Explicit scholarship of this idea has entered the mainstream with the works of Benjamin Jones, in particular The Burden of Knowledge and the Death of the Renaissance Man, [2] and with the works of Jan Brendel and Sascha Schweitzer The Burden of Knowledge in Mathematics. [1]

Overview

Theory and empirical studies reflect the case that researchers and innovators are not born with the required expertise and must first undertake education. With accumulating information and discoveries, the time to digest and improve on extant knowledge takes longer. Similarly, frontiers of knowledge advance at an overall increasing rate and are shifting over time. The "burden of knowledge" refers to the difficulty of catching up with this evolving knowledge frontier. [1]

A hard metric used by Brendel and Schweitzer for mathematics burden is age at first publication.
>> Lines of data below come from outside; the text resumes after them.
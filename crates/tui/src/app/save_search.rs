//! Save-search dialog state.
//!
//! Responsibilities:
//! - Track visibility, the typed name, keyboard focus and the submission state.
//! - Validate the name locally before any save is issued.
//! - Apply save results and notify the parent through `on_save`.
//!
//! Does NOT handle:
//! - Rendering (see `ui::popup`).
//! - Performing the save (see `runtime::side_effects`).
//!
//! Invariants:
//! - Visibility and submission state are independent.
//! - At most one save is in flight; `submit` while in flight returns `None`.
//! - `on_save` runs exactly once per successful result.

use std::fmt;
use std::sync::Arc;

use savesearch_client::{ClientError, SaveSearchRequest, SavedSearchCreated};
use savesearch_config::constants::MAX_SEARCH_NAME_CHARS;

use crate::ui::popup::ModalField;

/// CSS-like marker exposed while the dialog is hidden.
pub const HIDDEN_CLASS: &str = "is-hidden";

/// Parent callback invoked with each successfully saved search.
pub type OnSave = Box<dyn FnMut(&SavedSearchCreated) + Send>;

#[derive(Debug, Clone, Copy, PartialEq, Eq, Default)]
pub enum ModalVisibility {
    #[default]
    Hidden,
    Shown,
}

/// Local validation failures.
#[derive(Debug, Clone, Copy, PartialEq, Eq)]
pub enum ValidationError {
    EmptyName,
}

/// Progress of the current (or last) save attempt.
#[derive(Debug, Clone, Default)]
pub enum SubmissionState {
    #[default]
    Idle,
    ValidationFailed(ValidationError),
    InFlight,
    Succeeded(SavedSearchCreated),
    Failed(Arc<ClientError>),
}

/// The save-search dialog.
#[derive(Default)]
pub struct SaveSearchModal {
    visibility: ModalVisibility,
    name: String,
    focus: ModalField,
    submission: SubmissionState,
    on_save: Option<OnSave>,
}

impl fmt::Debug for SaveSearchModal {
    fn fmt(&self, f: &mut fmt::Formatter<'_>) -> fmt::Result {
        f.debug_struct("SaveSearchModal")
            .field("visibility", &self.visibility)
            .field("name_chars", &self.name.chars().count())
            .field("focus", &self.focus)
            .field("submission", &self.submission)
            .field("on_save", &self.on_save.is_some())
            .finish()
    }
}

impl SaveSearchModal {
    pub fn new(on_save: Option<OnSave>) -> Self {
        Self {
            on_save,
            ..Self::default()
        }
    }

    pub fn visibility(&self) -> ModalVisibility {
        self.visibility
    }

    pub fn is_hidden(&self) -> bool {
        self.visibility == ModalVisibility::Hidden
    }

    /// `"is-hidden"` while hidden, empty otherwise.
    pub fn dialog_class(&self) -> &'static str {
        if self.is_hidden() { HIDDEN_CLASS } else { "" }
    }

    pub fn name(&self) -> &str {
        &self.name
    }

    pub fn focused_field(&self) -> ModalField {
        self.focus
    }

    pub fn submission(&self) -> &SubmissionState {
        &self.submission
    }

    pub fn is_in_flight(&self) -> bool {
        matches!(self.submission, SubmissionState::InFlight)
    }

    /// Show the dialog. A fresh form is presented unless a save is still running.
    pub fn open(&mut self) {
        if !self.is_in_flight() {
            self.name.clear();
            self.submission = SubmissionState::Idle;
        }
        self.focus = ModalField::Name;
        self.visibility = ModalVisibility::Shown;
    }

    /// Hide the dialog. Submission state is kept.
    pub fn cancel(&mut self) {
        self.visibility = ModalVisibility::Hidden;
    }

    pub fn toggle(&mut self) {
        match self.visibility {
            ModalVisibility::Hidden => self.open(),
            ModalVisibility::Shown => self.cancel(),
        }
    }

    pub fn focus(&mut self, field: ModalField) {
        self.focus = field;
    }

    pub fn focus_next(&mut self) {
        self.focus = self.focus.next();
    }

    pub fn focus_previous(&mut self) {
        self.focus = self.focus.previous();
    }

    /// Append a character to the name. Ignored while saving or at the length limit.
    pub fn insert_char(&mut self, c: char) {
        if self.is_in_flight() || self.name.chars().count() >= MAX_SEARCH_NAME_CHARS {
            return;
        }
        self.name.push(c);
        self.clear_validation();
    }

    pub fn delete_char(&mut self) {
        if self.is_in_flight() {
            return;
        }
        if self.name.pop().is_some() {
            self.clear_validation();
        }
    }

    fn clear_validation(&mut self) {
        if matches!(self.submission, SubmissionState::ValidationFailed(_)) {
            self.submission = SubmissionState::Idle;
        }
    }

    /// Validate and start a save of `search` under the typed name.
    ///
    /// Returns the request to execute, or `None` when validation failed or a
    /// save is already running.
    pub fn submit(&mut self, search: &str) -> Option<SaveSearchRequest> {
        if self.is_in_flight() {
            tracing::debug!("Save already in flight, ignoring submit");
            return None;
        }

        let name = self.name.trim();
        if name.is_empty() {
            self.submission = SubmissionState::ValidationFailed(ValidationError::EmptyName);
            return None;
        }

        let request = SaveSearchRequest::new(name, search);
        self.submission = SubmissionState::InFlight;
        Some(request)
    }

    /// Apply the outcome of the running save.
    ///
    /// Results arriving when no save is in flight are dropped.
    pub fn apply_result(&mut self, result: Result<SavedSearchCreated, Arc<ClientError>>) {
        if !self.is_in_flight() {
            tracing::warn!("Dropping save result with no save in flight");
            return;
        }

        match result {
            Ok(created) => {
                if let Some(on_save) = self.on_save.as_mut() {
                    on_save(&created);
                }
                self.submission = SubmissionState::Succeeded(created);
            }
            Err(e) => {
                self.submission = SubmissionState::Failed(e);
            }
        }
    }
}

#[cfg(test)]
mod tests {
    use super::*;
    use std::sync::Mutex;

    fn recording_modal() -> (SaveSearchModal, Arc<Mutex<Vec<SavedSearchCreated>>>) {
        let calls = Arc::new(Mutex::new(Vec::new()));
        let sink = calls.clone();
        let modal = SaveSearchModal::new(Some(Box::new(move |created: &SavedSearchCreated| {
            sink.lock().unwrap().push(created.clone());
        })));
        (modal, calls)
    }

    fn created(id: &str) -> SavedSearchCreated {
        SavedSearchCreated {
            id: id.to_string(),
            name: "save search name".to_string(),
        }
    }

    fn type_name(modal: &mut SaveSearchModal, name: &str) {
        for c in name.chars() {
            modal.insert_char(c);
        }
    }

    #[test]
    fn test_starts_hidden_and_idle() {
        let modal = SaveSearchModal::default();
        assert!(modal.is_hidden());
        assert_eq!(modal.dialog_class(), HIDDEN_CLASS);
        assert!(matches!(modal.submission(), SubmissionState::Idle));
    }

    #[test]
    fn test_toggle_shows_and_hides() {
        let mut modal = SaveSearchModal::default();
        modal.toggle();
        assert_eq!(modal.visibility(), ModalVisibility::Shown);
        assert_eq!(modal.dialog_class(), "");
        modal.toggle();
        assert!(modal.is_hidden());
    }

    #[test]
    fn test_whitespace_name_fails_validation() {
        let mut modal = SaveSearchModal::default();
        modal.open();
        type_name(&mut modal, "   ");

        assert!(modal.submit("index=main").is_none());
        assert!(matches!(
            modal.submission(),
            SubmissionState::ValidationFailed(ValidationError::EmptyName)
        ));
    }

    #[test]
    fn test_editing_clears_validation_error() {
        let mut modal = SaveSearchModal::default();
        modal.open();
        assert!(modal.submit("").is_none());

        modal.insert_char('a');
        assert!(matches!(modal.submission(), SubmissionState::Idle));
    }

    #[test]
    fn test_submit_trims_name() {
        let mut modal = SaveSearchModal::default();
        modal.open();
        type_name(&mut modal, "  save search name ");

        let request = modal.submit("index=main").unwrap();
        assert_eq!(request.name, "save search name");
        assert_eq!(request.search, "index=main");
        assert!(modal.is_in_flight());
    }

    #[test]
    fn test_submit_while_in_flight_is_ignored() {
        let mut modal = SaveSearchModal::default();
        modal.open();
        type_name(&mut modal, "first");
        assert!(modal.submit("").is_some());
        assert!(modal.submit("").is_none());
        assert!(modal.is_in_flight());
    }

    #[test]
    fn test_success_calls_on_save_once() {
        let (mut modal, calls) = recording_modal();
        modal.open();
        type_name(&mut modal, "save search name");
        modal.submit("").unwrap();

        modal.apply_result(Ok(created("123")));
        modal.apply_result(Ok(created("456")));

        let calls = calls.lock().unwrap();
        assert_eq!(calls.len(), 1);
        assert_eq!(calls[0].id, "123");
        assert!(matches!(modal.submission(), SubmissionState::Succeeded(c) if c.id == "123"));
    }

    #[test]
    fn test_failure_does_not_call_on_save() {
        let (mut modal, calls) = recording_modal();
        modal.open();
        type_name(&mut modal, "save search name");
        modal.submit("").unwrap();

        modal.apply_result(Err(Arc::new(ClientError::Unauthenticated)));

        assert!(calls.lock().unwrap().is_empty());
        assert!(matches!(modal.submission(), SubmissionState::Failed(_)));
    }

    #[test]
    fn test_cancel_keeps_state_and_reopen_resets() {
        let mut modal = SaveSearchModal::default();
        modal.open();
        type_name(&mut modal, "draft");
        assert!(modal.submit("").is_some());
        modal.apply_result(Err(Arc::new(ClientError::Unauthenticated)));

        modal.cancel();
        assert_eq!(modal.name(), "draft");
        assert!(matches!(modal.submission(), SubmissionState::Failed(_)));

        modal.open();
        assert_eq!(modal.name(), "");
        assert!(matches!(modal.submission(), SubmissionState::Idle));
    }

    #[test]
    fn test_close_during_flight_still_applies_result() {
        let (mut modal, calls) = recording_modal();
        modal.open();
        type_name(&mut modal, "save search name");
        modal.submit("").unwrap();

        modal.cancel();
        modal.open();
        assert_eq!(modal.name(), "save search name");
        assert!(modal.is_in_flight());

        modal.apply_result(Ok(created("123")));
        assert_eq!(calls.lock().unwrap().len(), 1);
    }

    #[test]
    fn test_name_length_is_capped() {
        let mut modal = SaveSearchModal::default();
        modal.open();
        type_name(&mut modal, &"x".repeat(MAX_SEARCH_NAME_CHARS + 20));
        assert_eq!(modal.name().chars().count(), MAX_SEARCH_NAME_CHARS);
    }

    #[test]
    fn test_debug_hides_name() {
        let mut modal = SaveSearchModal::default();
        type_name(&mut modal, "secret name");
        assert!(!format!("{:?}", modal).contains("secret name"));
    }
}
They specifically point to "a significant increase of the average age of researchers at their first publication in one of our top-ranking journals." [1]

Findings associated with Burden of Knowledge investigations point to declining productivity in sole researchers and developers and increasing productivity by teams. [3] Prominent examples of highly effective team research in basic science include those of Nobel Prize awardees Francis Crick and James Watson's work on DNA structure, Yang Chen-Ning and Tsung-Dao Lee's work on parity violation, and Katalin Karikó and Drew Weissman's mRNA vaccine discoveries and development.[ citation needed ]

Research also point to better outcomes in gender diverse teams. [4] Interestingly, research points to better development by large teams and more R&D novelty and disruption by small teams. [5]

Burden of Knowledge Challenges in other areas

Challenges due to increasing complexity and data are found in other fields. There are observed productivity challenges in pharmaceutical drug discovery R&D. [6] The challenges also manifest in an overall trend of patents, papers, and discoveries being less disruptive. [7] [8]

Other uses of the phrase "Burden of knowledge"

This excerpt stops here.